FAQs
Is this position remote or on-site?
This is a fully on-site position in Vernon Hills, Illinois.
What qualifications are necessary for this role?
A BS degree in Chemistry or Biology is required, along with experience in GMP and the pharmaceutical industry.
What are the key skills needed for a QC Data Reviewer?
The must-have skills include HPLC and UPLC (chromatography) and data review experience.
What kind of work environment can I expect?
The company provides a full range of rapid testing and support services, focusing on pharmaceutical products and various compounded preparations across six major industries.
How does Actalent approach diversity and inclusion?
Actalent's DE&I initiatives include hiring diverse talent, maintaining an inclusive environment, building a culture of care and engagement, and ensuring growth opportunities for all employees.
Will I be required to communicate with other departments?
Yes, you will work closely with other departments and Quality Assurance staff to develop and document project requirements.
What software or systems will I work with in this role?
You will review ongoing testing, spreadsheets, electronic notebooks, Empower, and other software ensuring compliance with cGMP standards.
How can I request accommodations during the application process?
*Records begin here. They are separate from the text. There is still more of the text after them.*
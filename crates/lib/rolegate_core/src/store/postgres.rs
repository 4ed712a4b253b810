//! PostgreSQL store.

use std::collections::BTreeMap;

use async_trait::async_trait;
use chrono::{DateTime, Utc};
use sqlx::PgPool;
use tracing::{debug, warn};

use super::{PermissionStore, RoleStore, StoreError, StoreResult};
use crate::models::{HttpMethod, Permission, PermissionInput, Role, RoleInput};

const PERMISSION_COLUMNS: &str = "id, slug, name, http_method, http_path, created_at, updated_at";
const ROLE_COLUMNS: &str = "id, slug, name, created_at, updated_at";

/// Row returned by permission queries.
#[derive(Debug, Clone, sqlx::FromRow)]
struct PermissionRow {
    id: i64,
    slug: String,
    name: String,
    http_method: Vec<String>,
    http_path: String,
    created_at: Option<DateTime<Utc>>,
    updated_at: Option<DateTime<Utc>>,
}

impl From<PermissionRow> for Permission {
    fn from(row: PermissionRow) -> Self {
        let http_method = row
            .http_method
            .iter()
            .filter_map(|m| match m.parse::<HttpMethod>() {
                Ok(method) => Some(method),
                Err(e) => {
                    warn!(permission_id = row.id, "skipping stored method: {e}");
                    None
                }
            })
            .collect();
        Permission {
            id: row.id,
            slug: row.slug,
            name: row.name,
            http_method,
            http_path: row.http_path,
            created_at: row.created_at,
            updated_at: row.updated_at,
        }
    }
}

/// Row returned by role queries.
#[derive(Debug, Clone, sqlx::FromRow)]
struct RoleRow {
    id: i64,
    slug: String,
    name: String,
    created_at: Option<DateTime<Utc>>,
    updated_at: Option<DateTime<Utc>>,
}

/// Permission joined through the association table.
#[derive(Debug, Clone, sqlx::FromRow)]
struct RolePermissionRow {
    role_id: i64,
    #[sqlx(flatten)]
    permission: PermissionRow,
}

fn method_strings(methods: &[HttpMethod]) -> Vec<String> {
    methods.iter().map(|m| m.as_str().to_string()).collect()
}

fn map_unique(entity: &'static str, slug: &str) -> impl FnOnce(sqlx::Error) -> StoreError {
    let slug = slug.to_string();
    move |e| {
        if let sqlx::Error::Database(db) = &e
            && db.is_unique_violation()
        {
            return StoreError::DuplicateSlug { entity, slug };
        }
        StoreError::DbError(e)
    }
}

/// Permission and role tables in PostgreSQL.
#[derive(Debug, Clone)]
pub struct PgStore {
    pool: PgPool,
}

impl PgStore {
    pub fn new(pool: PgPool) -> Self {
        Self { pool }
    }

    /// Attach permissions to already-loaded role rows.
    async fn load_roles(&self, rows: Vec<RoleRow>) -> StoreResult<Vec<Role>> {
        let ids: Vec<i64> = rows.iter().map(|r| r.id).collect();
        let joined = sqlx::query_as::<_, RolePermissionRow>(
            "SELECT rp.role_id, p.id, p.slug, p.name, p.http_method, p.http_path, \
             p.created_at, p.updated_at \
             FROM admin_role_permissions rp \
             JOIN admin_permissions p ON p.id = rp.permission_id \
             WHERE rp.role_id = ANY($1) \
             ORDER BY p.id",
        )
        .bind(&ids)
        .fetch_all(&self.pool)
        .await?;

        let mut by_role: BTreeMap<i64, Vec<Permission>> = BTreeMap::new();
        for row in joined {
            by_role
                .entry(row.role_id)
                .or_default()
                .push(row.permission.into());
        }

        Ok(rows
            .into_iter()
            .map(|row| Role {
                permissions: by_role.remove(&row.id).unwrap_or_default(),
                id: row.id,
                slug: row.slug,
                name: row.name,
                created_at: row.created_at,
                updated_at: row.updated_at,
            })
            .collect())
    }

    async fn load_role(&self, row: Option<RoleRow>) -> StoreResult<Option<Role>> {
        match row {
            Some(row) => Ok(self.load_roles(vec![row]).await?.pop()),
            None => Ok(None),
        }
    }

    /// Deduplicate ids and fail on the first one that is not stored.
    async fn check_permission_ids(&self, ids: &[i64]) -> StoreResult<Vec<i64>> {
        let mut wanted: Vec<i64> = ids.to_vec();
        wanted.sort_unstable();
        wanted.dedup();
        let found = sqlx::query_scalar::<_, i64>(
            "SELECT id FROM admin_permissions WHERE id = ANY($1)",
        )
        .bind(&wanted)
        .fetch_all(&self.pool)
        .await?;
        if let Some(missing) = wanted.iter().find(|id| !found.contains(id)) {
            return Err(StoreError::UnknownPermission(*missing));
        }
        Ok(wanted)
    }

    async fn role_row_by_id(&self, id: i64) -> StoreResult<Option<RoleRow>> {
        let row = sqlx::query_as::<_, RoleRow>(&format!(
            "SELECT {ROLE_COLUMNS} FROM admin_roles WHERE id = $1"
        ))
        .bind(id)
        .fetch_optional(&self.pool)
        .await?;
        Ok(row)
    }
}

#[async_trait]
impl PermissionStore for PgStore {
    async fn find_by_id(&self, id: i64) -> StoreResult<Option<Permission>> {
        let row = sqlx::query_as::<_, PermissionRow>(&format!(
            "SELECT {PERMISSION_COLUMNS} FROM admin_permissions WHERE id = $1"
        ))
        .bind(id)
        .fetch_optional(&self.pool)
        .await?;
        Ok(row.map(Permission::from))
    }

    async fn find_all(&self) -> StoreResult<Vec<Permission>> {
        let rows = sqlx::query_as::<_, PermissionRow>(&format!(
            "SELECT {PERMISSION_COLUMNS} FROM admin_permissions ORDER BY id"
        ))
        .fetch_all(&self.pool)
        .await?;
        Ok(rows.into_iter().map(Permission::from).collect())
    }

    async fn create(&self, input: PermissionInput) -> StoreResult<Permission> {
        let row = sqlx::query_as::<_, PermissionRow>(&format!(
            "INSERT INTO admin_permissions (slug, name, http_method, http_path) \
             VALUES ($1, $2, $3, $4) RETURNING {PERMISSION_COLUMNS}"
        ))
        .bind(&input.slug)
        .bind(&input.name)
        .bind(method_strings(&input.http_method))
        .bind(&input.http_path)
        .fetch_one(&self.pool)
        .await
        .map_err(map_unique("Permission", &input.slug))?;
        debug!(id = row.id, slug = %row.slug, "permission created");
        Ok(row.into())
    }

    async fn update(&self, id: i64, input: PermissionInput) -> StoreResult<Permission> {
        let row = sqlx::query_as::<_, PermissionRow>(&format!(
            "UPDATE admin_permissions \
             SET slug = $2, name = $3, http_method = $4, http_path = $5, updated_at = now() \
             WHERE id = $1 RETURNING {PERMISSION_COLUMNS}"
        ))
        .bind(id)
        .bind(&input.slug)
        .bind(&input.name)
        .bind(method_strings(&input.http_method))
        .bind(&input.http_path)
        .fetch_optional(&self.pool)
        .await
        .map_err(map_unique("Permission", &input.slug))?;
        row.map(Permission::from).ok_or(StoreError::NotFound {
            entity: "Permission",
            id,
        })
    }

    async fn delete(&self, id: i64) -> StoreResult<bool> {
        // Association rows go with it via ON DELETE CASCADE.
        let result = sqlx::query("DELETE FROM admin_permissions WHERE id = $1")
            .bind(id)
            .execute(&self.pool)
            .await?;
        Ok(result.rows_affected() > 0)
    }

    async fn ping(&self) -> StoreResult<()> {
        sqlx::query("SELECT 1").execute(&self.pool).await?;
        Ok(())
    }
}

#[async_trait]
impl RoleStore for PgStore {
    async fn find_by_id(&self, id: i64) -> StoreResult<Option<Role>> {
        let row = self.role_row_by_id(id).await?;
        self.load_role(row).await
    }

    async fn find_by_slug(&self, slug: &str) -> StoreResult<Option<Role>> {
        let row = sqlx::query_as::<_, RoleRow>(&format!(
            "SELECT {ROLE_COLUMNS} FROM admin_roles WHERE slug = $1"
        ))
        .bind(slug)
        .fetch_optional(&self.pool)
        .await?;
        self.load_role(row).await
    }

    async fn find_all(&self) -> StoreResult<Vec<Role>> {
        let rows = sqlx::query_as::<_, RoleRow>(&format!(
            "SELECT {ROLE_COLUMNS} FROM admin_roles ORDER BY id"
        ))
        .fetch_all(&self.pool)
        .await?;
        self.load_roles(rows).await
    }

    async fn create(&self, input: RoleInput) -> StoreResult<Role> {
        let permission_ids = self.check_permission_ids(&input.permissions).await?;

        let mut tx = self.pool.begin().await?;
        let row = sqlx::query_as::<_, RoleRow>(&format!(
            "INSERT INTO admin_roles (slug, name) VALUES ($1, $2) RETURNING {ROLE_COLUMNS}"
        ))
        .bind(&input.slug)
        .bind(&input.name)
        .fetch_one(&mut *tx)
        .await
        .map_err(map_unique("Role", &input.slug))?;

        sqlx::query(
            "INSERT INTO admin_role_permissions (role_id, permission_id) \
             SELECT $1, UNNEST($2::bigint[])",
        )
        .bind(row.id)
        .bind(&permission_ids)
        .execute(&mut *tx)
        .await?;
        tx.commit().await?;

        let id = row.id;
        debug!(id, slug = %row.slug, "role created");
        self.load_role(Some(row))
            .await?
            .ok_or(StoreError::NotFound { entity: "Role", id })
    }

    async fn update(&self, id: i64, input: RoleInput) -> StoreResult<Role> {
        let permission_ids = self.check_permission_ids(&input.permissions).await?;

        let mut tx = self.pool.begin().await?;
        let row = sqlx::query_as::<_, RoleRow>(&format!(
            "UPDATE admin_roles SET slug = $2, name = $3, updated_at = now() \
             WHERE id = $1 RETURNING {ROLE_COLUMNS}"
        ))
        .bind(id)
        .bind(&input.slug)
        .bind(&input.name)
        .fetch_optional(&mut *tx)
        .await
        .map_err(map_unique("Role", &input.slug))?
        .ok_or(StoreError::NotFound { entity: "Role", id })?;

        sqlx::query("DELETE FROM admin_role_permissions WHERE role_id = $1")
            .bind(id)
            .execute(&mut *tx)
            .await?;
        sqlx::query(
            "INSERT INTO admin_role_permissions (role_id, permission_id) \
             SELECT $1, UNNEST($2::bigint[])",
        )
        .bind(id)
        .bind(&permission_ids)
        .execute(&mut *tx)
        .await?;
        tx.commit().await?;

        self.load_role(Some(row))
            .await?
            .ok_or(StoreError::NotFound { entity: "Role", id })
    }

    async fn delete(&self, id: i64) -> StoreResult<bool> {
        let result = sqlx::query("DELETE FROM admin_roles WHERE id = $1")
            .bind(id)
            .execute(&self.pool)
            .await?;
        Ok(result.rows_affected() > 0)
    }
}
You can request reasonable accommodations by emailing actalentaccommodation@actalentservices.com for assistance with the application or interviewing process due to a disability.
Is previous experience in a quality assurance environment important?
Yes, participating in continuous improvements in a quality assurance environment is essential to detect issues and ensure requirements are met before information is released to clients.
What will my primary responsibilities include?
Your primary responsibilities will include routine communication on data review, ensuring documentation compliance, and assisting in quality assurance processes related to ongoing testing.